Mendapatkan Diagnosis ke-2
Setelah mengalahkan limfoma non-Hodgkin, Coulier mengungkapkan pada Desember 2025 bahwa ia menerima diagnosis kanker kedua.
“Untuk menjalani kemoterapi dan merasakan kelegaan dari, ‘Wah, penyakitnya sudah hilang,’ dan kemudian menjalani tes yang menyatakan, ‘Nah, sekarang Anda menderita kanker jenis lain.’ … ini merupakan kejutan bagi sistem,” katanya di acara Today, menjelaskan bahwa ia didiagnosis menderita kanker lidah orofaringeal terkait HPV. “Mereka mengatakan penyakit ini sama sekali tidak ada hubungannya dengan limfoma non-Hodgkin yang saya alami. Ini adalah kanker baru. … Saya berkata, ‘Apakah Anda bercanda?'”
Menurut American Cancer Society, P16 adalah protein yang menjadi penanda HPV, atau human papillomavirus. Kanker positif P16 disebabkan oleh infeksi HPV-16, yang merupakan jenis HPV risiko tinggi. (National Cancer Institute mencatat bahwa HPV-16 ditularkan secara seksual, dan infeksi jangka panjang dapat menyebabkan perubahan pada sel yang dapat menjadi kanker.)
“Mereka bilang itu mungkin berasal dari virus HPV hingga 30 tahun yang lalu.
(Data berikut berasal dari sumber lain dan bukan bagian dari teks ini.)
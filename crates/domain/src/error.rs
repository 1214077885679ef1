// Copyright (C) 2026 Fred Clausen
// Use of this source code is governed by an MIT-style
// license that can be found in the LICENSE file or at
// https://opensource.org/licenses/MIT.

/// Errors that can occur during domain validation.
#[derive(Debug, Clone, PartialEq, Eq)]
pub enum DomainError {
    /// The contact email is missing. Email is the one required field of an
    /// import row; without it no identity can be provisioned.
    MissingEmail {
        /// The display name of the row, for error reporting.
        display_name: String,
    },
    /// A gender string did not match the closed set.
    ///
    /// This only occurs when parsing a stored value; free-text import tags
    /// are normalized leniently and never produce this error.
    InvalidGender(String),
    /// A role string did not match the closed set.
    InvalidRole(String),
    /// A jersey number was outside the accepted range.
    InvalidJerseyNumber {
        /// The rejected value.
        value: i32,
    },
}

impl std::fmt::Display for DomainError {
    fn fmt(&self, f: &mut std::fmt::Formatter<'_>) -> std::fmt::Result {
        match self {
            Self::MissingEmail { display_name } => {
                write!(f, "Contact email is required for '{display_name}'")
            }
            Self::InvalidGender(value) => write!(f, "Invalid gender: '{value}'"),
            Self::InvalidRole(value) => write!(f, "Invalid role: '{value}'"),
            Self::InvalidJerseyNumber { value } => {
                write!(f, "Invalid jersey number: {value}. Must be between 0 and 999")
            }
        }
    }
}

impl std::error::Error for DomainError {}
Banyak orang membawa virus HPV, tapi mereka bilang virus HPV saya aktif dan berubah menjadi karsinoma,” jelas Coulier. “Kami menemukannya cukup awal dan penyakit ini sangat bisa diobati.… Tingkat kesembuhan penyakit ini mencapai 90 persen.”
Tim medis Coulier meyakinkannya bahwa “prognosisnya baik,” dan dia menyatakan bahwa dia “akan segera memulai radiasi.” Dia saat ini menjalani terapi radiasi, yang mencakup total 35 perawatan selama lima hari seminggu hingga akhir tahun.